The Ministry of TruthJust yesterday, I received an email from Google Ads that they would no longer accept any ads that seem not to take a pure U.S. line on the Russia/Ukraine war. Is this a private company parading for truth and against misinformation? Or is this a private company that has given over the management of its information architecture to match government priorities? Wars are complicated with many layers of facts and arguments. Pushing only one settled view of good guys and bad guys is perhaps the way governments like it but it is inconsistent with everything we know about the history of nation-state relationships.
The Ministry of Truth effortlessly pivoted from one opinion on Covid to one opinion on Russia/Ukraine. It will continue this toward whatever the next thing is: perhaps what to do about inflation.
Here is the grave problem with the myriad people who are demanding a breakup of Big Tech. Who or what is going to break it up? Why should anyone assume that government, the very institution that has been the major source of the problem, is the right tool? Any effort by government to break up Big Tech is certainly going to be captured by the very companies that government seeks to control. Musk’s capitalistic means here are not only more consistent with the American way but also more workable in the end.

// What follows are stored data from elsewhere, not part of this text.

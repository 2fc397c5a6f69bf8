//! Point/segment projection and reflection math
//!
//! Contact normals everywhere in the simulation are "from nearest surface
//! point toward ball center": walls, flippers, and bumpers all behave as
//! rounded solids, never as oriented faces. Endpoints of segments act as
//! rounded caps implicitly, since the projection parameter is clamped.

use glam::Vec2;

/// Segments shorter than this (squared) are treated as degenerate
const MIN_SEGMENT_LEN_SQ: f32 = 1e-4;

/// Result of projecting a point onto a segment
#[derive(Debug, Clone, Copy)]
pub struct SegmentHit {
    /// Closest point on the segment
    pub point: Vec2,
    /// Projection parameter, clamped to [0, 1]
    pub t: f32,
}

/// Project a point onto a segment, clamping to the segment's extent.
///
/// Returns `None` for a degenerate (near zero-length) segment; callers treat
/// that as "no collision" rather than a fault.
pub fn project_onto_segment(point: Vec2, seg_start: Vec2, seg_end: Vec2) -> Option<SegmentHit> {
    let seg = seg_end - seg_start;
    let len_sq = seg.length_squared();
    if len_sq < MIN_SEGMENT_LEN_SQ {
        return None;
    }

    let t = ((point - seg_start).dot(seg) / len_sq).clamp(0.0, 1.0);
    Some(SegmentHit {
        point: seg_start + seg * t,
        t,
    })
}

/// Reflect velocity off a surface
///
/// Standard reflection: v' = v - 2(v·n)n, with `n` a unit normal.
#[inline]
pub fn reflect(velocity: Vec2, normal: Vec2) -> Vec2 {
    velocity - 2.0 * velocity.dot(normal) * normal
}
//! # Frontier Types
//!
//! $$
//! \mathcal F = \{(r_k, \mathbf w_k, \mathbf w_k^\top \Sigma \mathbf w_k)\}_{k=1}^{K}
//! $$
//!
//! Shared enums, sweep specifications and result records for frontier solves.

use impl_new_derive::ImplNew;
use ndarray::Array1;
use tracing::warn;

/// Numerical tolerance `ε` for the budget and target-return constraints.
///
/// Every point returned by a solve satisfies
/// `|Σwᵢ - 1| <= ε·max(1, ‖w‖₁)` and `|wᵀμ - r| <= ε·max(1, ‖w‖₁·‖μ‖∞)`.
/// For well-scaled inputs this is an absolute bound of `1e-9`.
pub const DEFAULT_TOLERANCE: f64 = 1e-9;

/// One point on the efficient frontier.
#[derive(ImplNew, Clone, Debug, PartialEq)]
pub struct FrontierPoint {
  /// Requested portfolio expected return.
  pub target_return: f64,
  /// Minimum-variance weights, one per asset, summing to one.
  pub weights: Array1<f64>,
  /// Portfolio variance `wᵀΣw`.
  pub risk: f64,
}

impl FrontierPoint {
  /// Portfolio standard deviation.
  pub fn volatility(&self) -> f64 {
    self.risk.sqrt()
  }

  /// Realised expected return `wᵀμ` for the supplied mean vector.
  pub fn expected_return(&self, mu: &Array1<f64>) -> f64 {
    self.weights.dot(mu)
  }

  /// Sharpe ratio computed as `(wᵀμ - risk_free) / volatility`.
  pub fn sharpe(&self, mu: &Array1<f64>, risk_free: f64) -> f64 {
    let volatility = self.volatility();
    if volatility > 1e-15 {
      (self.expected_return(mu) - risk_free) / volatility
    } else {
      0.0
    }
  }
}

/// How a sweep reacts to a target return that cannot be solved.
#[derive(Clone, Copy, Debug, Default, PartialEq, Eq)]
pub enum ErrorPolicy {
  /// Abort the sweep on the first failing target.
  FailFast,
  /// Keep going and report failures next to the solved points.
  #[default]
  BestEffort,
}

impl ErrorPolicy {
  /// Parse a string into an [`ErrorPolicy`].
  ///
  /// Unrecognised names fall back to [`ErrorPolicy::BestEffort`] with a warning.
  pub fn from_str(s: &str) -> Self {
    match s.trim().to_lowercase().replace('_', "-").as_str() {
      "fail-fast" | "failfast" | "strict" => Self::FailFast,
      "best-effort" | "besteffort" | "lenient" => Self::BestEffort,
      other => {
        warn!(policy = other, "unrecognised error policy, using best-effort");
        Self::BestEffort
      }
    }
  }
}

/// Scheduling of the per-target solves.
#[derive(Clone, Copy, Debug, Default, PartialEq, Eq)]
pub enum Execution {
  /// Plain loop on the calling thread.
  Sequential,
  /// Rayon parallel map over the targets.
  #[default]
  Parallel,
}

/// Specification of the target returns to sweep over.
#[derive(Clone, Debug, PartialEq)]
pub enum TargetSweep {
  /// `count` evenly spaced targets from `min` to `max` inclusive.
  Linspace { min: f64, max: f64, count: usize },
  /// Targets given verbatim, in order.
  Explicit(Vec<f64>),
}

impl TargetSweep {
  /// Evenly spaced targets between the smallest and largest mean return.
  pub fn observed(mu: &Array1<f64>, count: usize) -> Self {
    if mu.is_empty() {
      return Self::Linspace {
        min: 0.0,
        max: 0.0,
        count: 0,
      };
    }
    let min = mu.iter().copied().fold(f64::INFINITY, f64::min);
    let max = mu.iter().copied().fold(f64::NEG_INFINITY, f64::max);
    Self::Linspace { min, max, count }
  }

  /// Expand into the ordered list of target returns.
  pub fn targets(&self) -> Vec<f64> {
    match self {
      Self::Linspace { min, max, count } => match *count {
        0 => Vec::new(),
        1 => vec![*min],
        n => Array1::linspace(*min, *max, n).to_vec(),
      },
      Self::Explicit(targets) => targets.clone(),
    }
  }

  /// Number of targets the sweep expands to.
  pub fn len(&self) -> usize {
    match self {
      Self::Linspace { count, .. } => *count,
      Self::Explicit(targets) => targets.len(),
    }
  }

  pub fn is_empty(&self) -> bool {
    self.len() == 0
  }
}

Last week, Peter Thiel denounced the “financial gerontocracy” that is rallying behind fiat currency and putting down cryptocurrency. He predicts that the young will overthrow the old in time. We could make the same observation about corporate rulers today. Too many among them have signed up to become sock puppets for the state and a “woke” cultural/social agenda. That has had a profound effect on American life and life all over the world.
Elon Musk’s exciting and dramatic move represents a bold attempt to overthrow the regime of control, propaganda, and enforced opinion as manufactured by the administrative state. It could be a sign of things to come. The upheaval of our times will eventually touch every institution based on the widespread perception that something has gone very wrong and cries out for a fix.